Frequently Asked Questions (FAQ) / Interview Questions

  • Why are special tokens like [CLS] and [SEP] required in BERT?

    • [CLS] is crucial for sequence-level classification tasks, as its final hidden state is typically used as a representation of the entire input.
    • [SEP] is used to distinguish between different segments of text (e.g., separating a question from a passage in question answering, or two sentences in a sentence-pair task).
  • What is the purpose of the [PAD] token in BERT input preparation?

    • The [PAD] token is used to equalize the length of all input sequences within a batch. This is necessary for efficient matrix operations in deep learning models, as they require inputs of consistent dimensions.
  • What does the attention mask represent in BERT?

    • The attention mask is a binary tensor that signals to the model which tokens should be attended to (value 1) and which should be ignored (value 0, typically for padding tokens). This ensures that the model doesn't learn from padding and focuses only on the meaningful parts of the input.
  • Explain how WordPiece tokenization works in BERT.

    • WordPiece starts by considering each word as a separate token. If a word is not in the vocabulary, it tries to break it down into subword units. It prioritizes longer subword units that are most likely to appear in the data, effectively balancing a large vocabulary with the ability to handle out-of-vocabulary words by splitting them into smaller, known units.
  • Why do we convert token IDs and attention masks into tensors?

    • Deep learning frameworks like PyTorch and TensorFlow operate on tensors. Converting the lists of IDs and masks into tensors is a prerequisite for feeding them into the BERT model for computation.
  • What is the shape of BERT’s input tensor and why is unsqueeze(0) used?
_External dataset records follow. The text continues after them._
//! cmm - ICC color conversion CLI
//!
//! Inspects profiles, converts PNG images between profiles and exports the
//! built-in standard profiles.

use anyhow::Result;
use clap::{Args, Parser, Subcommand, ValueEnum};
use std::path::PathBuf;
use tracing_subscriber::EnvFilter;

mod commands;
mod image;

#[derive(Parser)]
#[command(name = "cmm")]
#[command(author, version, about = "ICC color conversion with Little CMS 2")]
#[command(long_about = "
Color management on the command line, backed by Little CMS 2.

Profiles are given as ICC file paths or as standard names:
srgb, linear-srgb, adobe-rgb, display-p3, dci-p3, rec709, rec2020,
aces-ap0, aces-ap1.

Examples:
  cmm info printer.icc                          # Show profile info
  cmm convert in.png out.png --dst display-p3   # Embedded or sRGB source
  cmm convert in.png out.png --src adobe-rgb --dst srgb --bpc
  cmm convert in.png proof.png --dst srgb --proof printer.icc --gamut-check
  cmm export rec2020 rec2020.icc                # Write a standard profile

Set CMM_LOG (e.g. CMM_LOG=debug) to control log output.
")]
struct Cli {
    #[command(subcommand)]
    command: Commands,

    /// Verbose output
    #[arg(short, long, global = true)]
    verbose: bool,
}

#[derive(Subcommand)]
enum Commands {
    /// Display profile information
    #[command(visible_alias = "i")]
    Info(InfoArgs),

    /// Convert a PNG image between profiles
    #[command(visible_alias = "c")]
    Convert(ConvertArgs),

    /// Write a standard profile to an ICC file
    Export(ExportArgs),
}

#[derive(Args)]
struct InfoArgs {
    /// ICC file(s) or standard profile name(s)
    #[arg(required = true)]
    input: Vec<String>,
}

#[derive(Args)]
struct ConvertArgs {
    /// Input PNG (RGB or RGBA, 8 or 16 bit)
    input: PathBuf,

    /// Output PNG, same layout as the input
    output: PathBuf,

    /// Source profile (default: embedded ICC, else sRGB)
    #[arg(short, long)]
    src: Option<String>,

    /// Destination profile
    #[arg(short, long)]
    dst: String,

    /// Soft-proof through this profile
    #[arg(short, long)]
    proof: Option<String>,

    /// Rendering intent
    #[arg(short, long, value_enum, default_value_t = IntentArg::Perceptual)]
    intent: IntentArg,

    /// Rendering intent for the proof profile
    #[arg(long, value_enum, default_value_t = IntentArg::Relative)]
    proof_intent: IntentArg,

    /// Black point compensation
    #[arg(long)]
    bpc: bool,

    /// Mark colors outside the proof gamut (requires --proof)
    #[arg(long, requires = "proof")]
    gamut_check: bool,

    /// Alarm color for --gamut-check as R,G,B in 0..255
    #[arg(long, value_delimiter = ',', num_args = 3, default_values_t = [255u8, 0, 255])]
    alarm: Vec<u8>,
}

#[derive(Args)]
struct ExportArgs {
    /// Standard profile name
    name: String,

    /// Output ICC file
    output: PathBuf,
}

#[derive(Clone, Copy, Debug, ValueEnum)]
enum IntentArg {
    Perceptual,
    Relative,
    Saturation,
    Absolute,
}

impl From<IntentArg> for cmm_core::Intent {
    fn from(arg: IntentArg) -> Self {
        match arg {
            IntentArg::Perceptual => cmm_core::Intent::Perceptual,
            IntentArg::Relative => cmm_core::Intent::RelativeColorimetric,
            IntentArg::Saturation => cmm_core::Intent::Saturation,
            IntentArg::Absolute => cmm_core::Intent::AbsoluteColorimetric,
        }
    }
}

fn init_logging(verbose: bool) {
    let default = if verbose { "debug" } else { "warn" };
    let filter = EnvFilter::try_from_env("CMM_LOG").unwrap_or_else(|_| EnvFilter::new(default));
    tracing_subscriber::fmt()
        .with_env_filter(filter)
        .with_writer(std::io::stderr)
        .init();
}

fn main() -> Result<()> {
    let cli = Cli::parse();
    init_logging(cli.verbose);

    match cli.command {
        Commands::Info(args) => commands::info::run(args, cli.verbose),
        Commands::Convert(args) => commands::convert::run(args, cli.verbose),
        Commands::Export(args) => commands::export::run(args, cli.verbose),
    }
}
//! Authoring partial profiles with lut16 tags and reading them back.

use approx::assert_abs_diff_eq;
use cmm_core::consts::{class, space};
use cmm_core::{Format, Intent, Lut16, LutTag, Profile, Transform};

const D50: [f64; 3] = [0.9642, 1.0, 0.8249];

fn ramp(n: usize) -> Vec<u16> {
    (0..n).map(|i| (i * 65535 / (n - 1)) as u16).collect()
}

/// Grid where every node maps to its own coordinates.
fn identity_lut(grid: usize) -> Lut16 {
    let axis = ramp(grid);
    let mut clut = Vec::with_capacity(grid * grid * grid * 3);
    for r in 0..grid {
        for g in 0..grid {
            for b in 0..grid {
                clut.extend_from_slice(&[axis[r], axis[g], axis[b]]);
            }
        }
    }
    Lut16::new(grid, 3, clut, vec![ramp(256); 3], vec![ramp(256); 3]).unwrap()
}

fn authored() -> Profile {
    let mut profile = Profile::partial("Test printer", "No copyright", true, D50).unwrap();
    let lut = identity_lut(9);
    profile.write_lut16(LutTag::AToB0, &lut).unwrap();
    profile.write_lut16(LutTag::BToA1, &lut).unwrap();
    profile.link_tag(LutTag::AToB1, LutTag::AToB0).unwrap();
    profile.link_tag(LutTag::AToB2, LutTag::AToB0).unwrap();
    profile.link_tag(LutTag::BToA0, LutTag::BToA1).unwrap();
    profile.link_tag(LutTag::BToA2, LutTag::BToA1).unwrap();
    profile.write_lut16(LutTag::Gamut, &Lut16::new(2, 1, vec![0; 8], vec![ramp(2); 3], vec![ramp(2)]).unwrap()).unwrap();
    profile
}

#[test]
fn identity_lut_evaluates_to_input() {
    let profile = authored();
    assert_eq!(profile.lut_channels(LutTag::AToB0).unwrap(), (3, 3));

    let input = [0u16, 0, 0, 65535, 65535, 65535, 8192, 32768, 49152, 1000, 60000, 30000];
    let mut output = [0u16; 12];
    profile.eval_lut16(LutTag::AToB0, &input, &mut output).unwrap();
    for (a, b) in input.iter().zip(output.iter()) {
        assert_abs_diff_eq!(*a as f64, *b as f64, epsilon = 2.0);
    }
}

#[test]
fn pre_table_is_evaluated_alone() {
    let mut profile = Profile::partial("pre", "c", false, D50).unwrap();
    // Inverting pre-table, identity everything else.
    let inverted: Vec<u16> = ramp(256).into_iter().rev().collect();
    let grid = 2;
    let axis = ramp(grid);
    let mut clut = Vec::new();
    for r in 0..grid {
        for g in 0..grid {
            for b in 0..grid {
                clut.extend_from_slice(&[axis[r], axis[g], axis[b]]);
            }
        }
    }
    let lut = Lut16::new(grid, 3, clut, vec![inverted; 3], vec![ramp(2); 3]).unwrap();
    profile.write_lut16(LutTag::AToB0, &lut).unwrap();

    assert_eq!(profile.pre_table_channels(LutTag::AToB0).unwrap(), 3);
    let mut output = [0u16; 3];
    profile.eval_pre_table(LutTag::AToB0, &[0, 65535, 0], &mut output).unwrap();
    assert_eq!(output, [65535, 0, 65535]);

    let err = profile.eval_pre_table(LutTag::AToB0, &[0, 0], &mut output);
    assert!(err.is_err());
}

#[test]
fn linked_b2a_tags_collapse() {
    let profile = authored();
    assert_eq!(profile.available_b2a_tags(), vec![LutTag::BToA1]);

    let mut separate = Profile::partial("sep", "c", false, D50).unwrap();
    separate.write_lut16(LutTag::BToA1, &identity_lut(2)).unwrap();
    separate.write_lut16(LutTag::BToA0, &identity_lut(2)).unwrap();
    assert_eq!(separate.available_b2a_tags(), vec![LutTag::BToA1, LutTag::BToA0]);

    let empty = Profile::partial("empty", "c", false, D50).unwrap();
    assert!(empty.available_b2a_tags().is_empty());
}

#[test]
fn dumped_profile_reopens() {
    let data = authored().to_icc().unwrap();
    assert_eq!(&data[80..84], b"ZYGO");
    assert_eq!(&data[36..40], b"acsp");

    let reopened = Profile::from_icc(&data).unwrap();
    assert_eq!(reopened.device_class(), class::OUTPUT);
    assert_eq!(reopened.color_space(), space::RGB);
    assert_eq!(reopened.pcs(), space::LAB);
    assert_eq!(reopened.description().as_deref(), Some("Test printer"));
    assert!(reopened.has_tag(LutTag::Gamut));
    assert_eq!(reopened.available_b2a_tags(), vec![LutTag::BToA1]);

    let mut output = [0u16; 3];
    reopened.eval_lut16(LutTag::AToB1, &[32768, 16384, 49152], &mut output).unwrap();
    assert_abs_diff_eq!(output[0] as f64, 32768.0, epsilon = 2.0);
}

#[test]
fn authored_profile_builds_transform() {
    let srgb = Profile::srgb().unwrap();
    let printer = Profile::from_icc(&authored().to_icc().unwrap()).unwrap();
    let transform =
        Transform::new(&srgb, Format::RGB_8, &printer, Format::RGB_8, Intent::RelativeColorimetric, 0);
    assert!(transform.is_ok());
}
    • BERT typically expects input tensors with a shape of (batch_size, sequence_length). The unsqueeze(0) operation is used to add the batch_size dimension when processing a single example, transforming a (sequence_length,) tensor into a (1, sequence_length) tensor, effectively treating it as a batch of one.
  • How do you ensure consistency in input length when using BERT?

    • Input length consistency is ensured by padding shorter sequences to a maximum length (either a fixed predefined length or the length of the longest sequence in a batch) using [PAD] tokens and creating a corresponding attention mask.
  • What happens if special tokens are not added before feeding input into BERT?

    • If special tokens ([CLS], [SEP]) are omitted, the model may not perform correctly, especially on tasks that rely on them. For classification, the lack of [CLS] means there's no dedicated token for aggregate representation. For sentence segmentation, the lack of [SEP] can lead to misinterpretation of sentence boundaries.
  • How do token IDs differ between the base vocabulary and padded inputs?

    • Token IDs from the base vocabulary represent actual words or subwords and are assigned specific integer values (e.g., 1045 for 'i'). Padded inputs are represented by a specific token ID, typically 0, which is reserved for the [PAD] token.
  • What are the next steps after preparing BERT inputs?

    • The prepared input tensors (token IDs and attention mask) are then passed to the BERT model. The model processes these inputs to generate contextual embeddings, which can subsequently be used for downstream tasks.